おいでいただいた方、ありがとうございました。

このプロジェクトは、来年3月15日の弘前大学で行われる仕上げのシンポジュームまで、弘前市立図書館、立川市の国文学研究資料館、弘前大学の順で公開展示があります。


 

さて、今回から少し展示を振り返りたいと思います。

ただ、明後日10から私と山本達扇さんのねぷた絵二人展を開催するので、そちらの発表作品と並行する形となります。


 

今回は、文政4年(1821年)に刊行された高井蘭山(たかいらんざん)作「星月夜(ほしづきよ)顕晦録(けんかいろく)、葛飾北斎の弟子の蹄斎(ていさい)北馬(ほくば)挿絵」から「貞女 賤櫛(しずはた)」です。


説明(国文学研究史料館木越准教授)→


局・松嶋に仕える侍女。松嶋と恋人・朝比奈義秀の文使いとなる。
やがて運命に翻弄され自害を選んだ松嶋に、死後なお忠節を尽くし、遺言を義秀らに届け、さらに北条政子の悪逆非道を明るみに出すなど奔走する。
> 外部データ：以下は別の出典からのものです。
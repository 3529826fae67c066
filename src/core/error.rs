use serde::{Deserialize, Serialize};
use serde_json::Value;

#[derive(Debug, Clone, Copy, PartialEq, Eq, Hash)]
pub enum ErrorCode {
    ConfigInvalidJson,
    ConfigInvalidValue,

    ValidationMissingArgument,
    ValidationInvalidArgument,
    ValidationInvalidName,
    ValidationInvalidJson,

    ProjectNotFound,

    InternalIoError,
    InternalJsonError,
    InternalUnexpected,
}

impl ErrorCode {
    pub fn as_str(&self) -> &'static str {
        match self {
            ErrorCode::ConfigInvalidJson => "config.invalid_json",
            ErrorCode::ConfigInvalidValue => "config.invalid_value",

            ErrorCode::ValidationMissingArgument => "validation.missing_argument",
            ErrorCode::ValidationInvalidArgument => "validation.invalid_argument",
            ErrorCode::ValidationInvalidName => "validation.invalid_name",
            ErrorCode::ValidationInvalidJson => "validation.invalid_json",

            ErrorCode::ProjectNotFound => "project.not_found",

            ErrorCode::InternalIoError => "internal.io_error",
            ErrorCode::InternalJsonError => "internal.json_error",
            ErrorCode::InternalUnexpected => "internal.unexpected",
        }
    }
}

#[derive(Debug, Clone, Serialize, Deserialize)]
#[serde(rename_all = "camelCase")]
pub struct Hint {
    pub message: String,
}

#[derive(Debug, Serialize)]
#[serde(rename_all = "camelCase")]
pub struct ConfigInvalidJsonDetails {
    pub path: String,
    pub error: String,
}

#[derive(Debug, Serialize)]
#[serde(rename_all = "camelCase")]
pub struct ConfigInvalidValueDetails {
    pub key: String,
    #[serde(skip_serializing_if = "Option::is_none")]
    pub value: Option<String>,
    pub problem: String,
}

#[derive(Debug, Clone)]
pub struct Error {
    pub code: ErrorCode,
    pub message: String,
    pub details: Value,
    pub hints: Vec<Hint>,
    pub retryable: Option<bool>,
}

pub type Result<T> = std::result::Result<T, Error>;

impl std::fmt::Display for Error {
    fn fmt(&self, f: &mut std::fmt::Formatter<'_>) -> std::fmt::Result {
        write!(f, "{}", self.message)
    }
}

impl std::error::Error for Error {}

#[derive(Debug, Serialize)]
#[serde(rename_all = "camelCase")]
pub struct NotFoundDetails {
    pub id: String,
}

#[derive(Debug, Serialize)]
#[serde(rename_all = "camelCase")]
pub struct MissingArgumentDetails {
    pub args: Vec<String>,
}

#[derive(Debug, Serialize)]
#[serde(rename_all = "camelCase")]
pub struct InvalidArgumentDetails {
    pub field: String,
    pub problem: String,
    #[serde(skip_serializing_if = "Option::is_none")]
    pub id: Option<String>,
    #[serde(skip_serializing_if = "Option::is_none")]
    pub tried: Option<Vec<String>>,
}

/// Details for a generator name that embeds a path separator.
#[derive(Debug, Serialize)]
#[serde(rename_all = "camelCase")]
pub struct InvalidNameDetails {
    pub name: String,
    pub separator: String,
    pub suggested_name: String,
    pub suggested_directory: String,
}

#[derive(Debug, Serialize)]
#[serde(rename_all = "camelCase")]
pub struct InternalIoErrorDetails {
    pub error: String,
    #[serde(skip_serializing_if = "Option::is_none")]
    pub context: Option<String>,
}

#[derive(Debug, Serialize)]
#[serde(rename_all = "camelCase")]
pub struct InternalJsonErrorDetails {
    pub error: String,
    #[serde(skip_serializing_if = "Option::is_none")]
    pub context: Option<String>,
}

impl Error {
    pub fn new(code: ErrorCode, message: impl Into<String>, details: Value) -> Self {
        Self {
            code,
            message: message.into(),
            details,
            hints: Vec::new(),
            retryable: None,
        }
    }

    pub fn validation_missing_argument(args: Vec<String>) -> Self {
        let details = serde_json::to_value(MissingArgumentDetails { args })
            .unwrap_or_else(|_| Value::Object(serde_json::Map::new()));
        Self::new(
            ErrorCode::ValidationMissingArgument,
            "Missing required argument",
            details,
        )
    }

    pub fn validation_invalid_argument(
        field: impl Into<String>,
        problem: impl Into<String>,
        id: Option<String>,
        tried: Option<Vec<String>>,
    ) -> Self {
        let details = serde_json::to_value(InvalidArgumentDetails {
            field: field.into(),
            problem: problem.into(),
            id,
            tried,
        })
        .unwrap_or_else(|_| Value::Object(serde_json::Map::new()));

        Self::new(
            ErrorCode::ValidationInvalidArgument,
            "Invalid argument",
            details,
        )
    }

    /// A name containing a path separator. The message carries the corrected
    /// invocation so it reads well without the details payload.
    pub fn validation_invalid_name(
        message: impl Into<String>,
        details: InvalidNameDetails,
    ) -> Self {
        let hint = format!(
            "Run 'scaffold component {} --directory {}'",
            details.suggested_name, details.suggested_directory
        );
        let details =
            serde_json::to_value(details).unwrap_or_else(|_| Value::Object(serde_json::Map::new()));

        Self::new(ErrorCode::ValidationInvalidName, message, details).with_hint(hint)
    }

    pub fn validation_invalid_json(err: serde_json::Error, context: Option<String>) -> Self {
        let details = serde_json::json!({
            "error": err.to_string(),
            "context": context,
        });

        Self::new(ErrorCode::ValidationInvalidJson, "Invalid JSON", details)
    }

    pub fn project_not_found(id: impl Into<String>) -> Self {
        let details = serde_json::to_value(NotFoundDetails { id: id.into() })
            .unwrap_or_else(|_| Value::Object(serde_json::Map::new()));
        Self::new(ErrorCode::ProjectNotFound, "Project not found", details)
            .with_hint("Each project needs a project.json under its root directory")
    }

    pub fn config_invalid_json(path: impl Into<String>, err: serde_json::Error) -> Self {
        let details = serde_json::to_value(ConfigInvalidJsonDetails {
            path: path.into(),
            error: err.to_string(),
        })
        .unwrap_or_else(|_| Value::Object(serde_json::Map::new()));

        Self::new(
            ErrorCode::ConfigInvalidJson,
            "Invalid JSON in configuration",
            details,
        )
    }

    pub fn config_invalid_value(
        key: impl Into<String>,
        value: Option<String>,
        problem: impl Into<String>,
    ) -> Self {
        let details = serde_json::to_value(ConfigInvalidValueDetails {
            key: key.into(),
            value,
            problem: problem.into(),
        })
        .unwrap_or_else(|_| Value::Object(serde_json::Map::new()));

        Self::new(
            ErrorCode::ConfigInvalidValue,
            "Invalid configuration value",
            details,
        )
    }

    pub fn internal_io(error: impl Into<String>, context: Option<String>) -> Self {
        let details = serde_json::to_value(InternalIoErrorDetails {
            error: error.into(),
            context,
        })
        .unwrap_or_else(|_| Value::Object(serde_json::Map::new()));

        Self::new(ErrorCode::InternalIoError, "IO error", details)
    }

    pub fn internal_json(error: impl Into<String>, context: Option<String>) -> Self {
        let details = serde_json::to_value(InternalJsonErrorDetails {
            error: error.into(),
            context,
        })
        .unwrap_or_else(|_| Value::Object(serde_json::Map::new()));

        Self::new(ErrorCode::InternalJsonError, "JSON error", details)
    }

    pub fn internal_unexpected(error: impl Into<String>) -> Self {
        Self::new(
            ErrorCode::InternalUnexpected,
            "Unexpected error",
            serde_json::json!({ "error": error.into() }),
        )
    }

    pub fn with_hint(mut self, message: impl Into<String>) -> Self {
        self.hints.push(Hint {
            message: message.into(),
        });
        self
    }
}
文政期における北馬は、以前の文化期に比べ画風が変化し、師・北斎の影響から脱しつつある。


星月夜顕晦録 貞女 賤櫛(松嶋局侍女)

貞女 賎機

 

この絵は、長谷川先生の見送り絵下絵集にもありますが、華やかさに欠けるからだと思いますが、見送り絵として日の目を見ることのなかった絵です。

ただ、個人的に大好きな絵の一つで、元絵が明らかになった時に、真っ先に描くことに決めた1枚です。

本番のねぷたでは、この絵の水色を赤色に青草色を青色に替えて、グラデーションをかけると見送り絵として採用しても少し華やぐと思います(今回出典の全30点は全て一部の色を変更するとねぷた絵本番に利用できる、そんな考えで彩色しました)。

 

今後は、今回のプロジェクトでまだまだ描ききれなかった挿絵があるので、順次見送り絵にする予定です。